Assigned task:
Reproduce only what lies between the first line of the material below and the line containing "pub(crate) struct BatchReadOp", with both of those lines included and every line kept exact.

Source material:
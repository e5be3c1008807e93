//! Batch reads served by a single bookie.
//!
//! When every bookie stores every entry, one bookie can answer for a whole
//! run of entries. The op asks the candidates in turn and accepts the first
//! answer whose frames all verify, trimmed to the requested count and byte
//! budget. The first entry is always kept.

use std::sync::Arc;

use bytes::Bytes;
use quorumlog_cluster::{BookieError, BookieId, ClientStats, LedgerId, NodeOutcome};

use super::{send_batch_read, Progress, ReadFailures};
use crate::{
    client::ClientShared,
    digest::DigestManager,
    entry::LedgerEntry,
    error::{LedgerError, LedgerResult},
};

#[derive(Debug)]
pub(crate) struct BatchReadOp {
    ledger_id: LedgerId,
    start_entry_id: i64,
    max_count: usize,
    max_size: usize,
    candidates: Vec<BookieId>,
    failures: ReadFailures,
    complete: bool,
}

impl BatchReadOp {
    pub(crate) fn new(
        ledger_id: LedgerId,
        start_entry_id: i64,
        max_count: usize,
        max_size: usize,
        candidates: Vec<BookieId>,
    ) -> Self {
        Self {
            ledger_id,
            start_entry_id,
            max_count,
            max_size,
            candidates,
            failures: ReadFailures::default(),
            complete: false,
        }
    }

    pub(crate) fn on_outcome(
        &mut self,
        digest: &DigestManager,
        stats: &ClientStats,
        bookie: &BookieId,
        outcome: NodeOutcome<Vec<Bytes>>,
    ) -> Progress<Vec<LedgerEntry>> {
        if self.complete {
            return Progress::Waiting;
        }
        match outcome {
            NodeOutcome::Success(frames) if frames.is_empty() => {
                let missing = BookieError::no_such_entry(self.ledger_id, self.start_entry_id);
                self.failures.record(&NodeOutcome::<()>::Failure(missing));
            },
            NodeOutcome::Success(frames) => match self.verify_frames(digest, &frames) {
                Ok(entries) => {
                    self.complete = true;
                    return Progress::Complete(Ok(entries));
                },
                Err(message) => {
                    tracing::warn!(
                        ledger_id = %self.ledger_id,
                        start_entry_id = self.start_entry_id,
                        bookie = %bookie,
                        error = %message,
                        "batch read response failed verification"
                    );
                    stats.record_digest_mismatch();
                    self.failures.record_digest_failure();
                },
            },
            failed => {
                tracing::debug!(
                    ledger_id = %self.ledger_id,
                    start_entry_id = self.start_entry_id,
                    bookie = %bookie,
                    outcome = ?failed,
                    "batch read from bookie failed"
                );
                self.failures.record(&failed);
            },
        }
        if self.failures.total() >= self.candidates.len() {
            self.complete = true;
            return Progress::Complete(Err(self.failures.into_error(self.ledger_id, self.start_entry_id, 1)));
        }
        Progress::Waiting
    }

    fn verify_frames(&self, digest: &DigestManager, frames: &[Bytes]) -> Result<Vec<LedgerEntry>, String> {
        let mut entries = Vec::with_capacity(frames.len().min(self.max_count));
        let mut size = 0usize;
        for (offset, frame) in frames.iter().take(self.max_count).enumerate() {
            let expected = self.start_entry_id + i64::try_from(offset).unwrap_or(i64::MAX);
            let verified = digest.verify_entry(expected, frame).map_err(|err| err.to_string())?;
            if !entries.is_empty() && size + verified.payload.len() > self.max_size {
                break;
            }
            size += verified.payload.len();
            entries.push(LedgerEntry::from_verified(self.ledger_id, verified));
        }
        Ok(entries)
    }
}

/// Asks each candidate in turn for the whole batch.
pub(crate) async fn batch_read(
    shared: &Arc<ClientShared>,
    digest: &DigestManager,
    mut op: BatchReadOp,
) -> LedgerResult<Vec<LedgerEntry>> {
    let stats = Arc::clone(&shared.context.stats);
    for bookie in op.candidates.clone() {
        let outcome =
            send_batch_read(shared, &bookie, op.ledger_id, op.start_entry_id, op.max_count, op.max_size).await;
        if let Progress::Complete(result) = op.on_outcome(digest, &stats, &bookie, outcome) {
            return result;
        }
    }
    Err(LedgerError::read(op.ledger_id, "no bookie to batch read from"))
}

/// Keeps the longest prefix of `entries` within `max_size` payload bytes, never fewer than one.
pub(crate) fn trim_to_budget(entries: Vec<LedgerEntry>, max_size: usize) -> Vec<LedgerEntry> {
    let mut size = 0usize;
    let mut kept = Vec::with_capacity(entries.len());
    for entry in entries {
        if !kept.is_empty() && size + entry.payload().len() > max_size {
            break;
        }
        size += entry.payload().len();
        kept.push(entry);
    }
    kept
}

#[cfg(test)]
#[allow(clippy::unwrap_used, clippy::panic)]
mod tests {
    use quorumlog_cluster::DigestType;

    use super::*;

    fn digest() -> DigestManager {
        DigestManager::new(LedgerId::from(2), DigestType::Crc32c, b"")
    }

    fn frames(digest: &DigestManager, start: i64, sizes: &[usize]) -> Vec<Bytes> {
        sizes
            .iter()
            .enumerate()
            .map(|(i, size)| {
                let id = start + i as i64;
                digest.compute_digest_and_package(id, id - 1, 0, &vec![7u8; *size])
            })
            .collect()
    }

    fn op(max_count: usize, max_size: usize) -> BatchReadOp {
        BatchReadOp::new(LedgerId::from(2), 4, max_count, max_size, vec![BookieId::from("a"), BookieId::from("b")])
    }

    #[test]
    fn trims_to_count_and_budget() {
        let digest = digest();
        let stats = ClientStats::new();

        let mut by_count = op(2, 1_000);
        let Progress::Complete(Ok(entries)) = by_count.on_outcome(
            &digest,
            &stats,
            &BookieId::from("a"),
            NodeOutcome::Success(frames(&digest, 4, &[10, 10, 10])),
        ) else {
            panic!("expected completion")
        };
        assert_eq!(entries.len(), 2);

        let mut by_size = op(10, 25);
        let Progress::Complete(Ok(entries)) = by_size.on_outcome(
            &digest,
            &stats,
            &BookieId::from("a"),
            NodeOutcome::Success(frames(&digest, 4, &[10, 10, 10])),
        ) else {
            panic!("expected completion")
        };
        assert_eq!(entries.len(), 2);
    }

    #[test]
    fn oversized_first_entry_is_still_returned() {
        let digest = digest();
        let mut tiny = op(10, 1);
        let Progress::Complete(Ok(entries)) = tiny.on_outcome(
            &digest,
            &ClientStats::new(),
            &BookieId::from("a"),
            NodeOutcome::Success(frames(&digest, 4, &[100, 1])),
        ) else {
            panic!("expected completion")
        };
        assert_eq!(entries.len(), 1);
        assert_eq!(entries[0].entry_id(), 4);
    }

    #[test]
    fn out_of_sequence_frame_fails_over() {
        let digest = digest();
        let stats = ClientStats::new();
        let mut batch = op(3, 1_000);

        let progress = batch.on_outcome(
            &digest,
            &stats,
            &BookieId::from("a"),
            NodeOutcome::Success(frames(&digest, 5, &[1, 1])),
        );
        assert!(matches!(progress, Progress::Waiting));

        let progress = batch.on_outcome(
            &digest,
            &stats,
            &BookieId::from("b"),
            NodeOutcome::Success(frames(&digest, 4, &[1, 1])),
        );
        assert!(matches!(progress, Progress::Complete(Ok(ref entries)) if entries.len() == 2));
    }

    #[test]
    fn trim_keeps_first_entry() {
        let digest = digest();
        let entries: Vec<LedgerEntry> = frames(&digest, 0, &[50, 5])
            .iter()
            .map(|f| LedgerEntry::from_verified(LedgerId::from(2), digest.verify(f).unwrap()))
            .collect();
        assert_eq!(trim_to_budget(entries.clone(), 10).len(), 1);
        assert_eq!(trim_to_budget(entries, 55).len(), 2);
    }
}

Answer to this task:
repository e5be3c1008807e93
//! Batch reads served by a single bookie.
//!
//! When every bookie stores every entry, one bookie can answer for a whole
//! run of entries. The op asks the candidates in turn and accepts the first
//! answer whose frames all verify, trimmed to the requested count and byte
//! budget. The first entry is always kept.

use std::sync::Arc;

use bytes::Bytes;
use quorumlog_cluster::{BookieError, BookieId, ClientStats, LedgerId, NodeOutcome};

use super::{send_batch_read, Progress, ReadFailures};
use crate::{
    client::ClientShared,
    digest::DigestManager,
    entry::LedgerEntry,
    error::{LedgerError, LedgerResult},
};

#[derive(Debug)]
pub(crate) struct BatchReadOp {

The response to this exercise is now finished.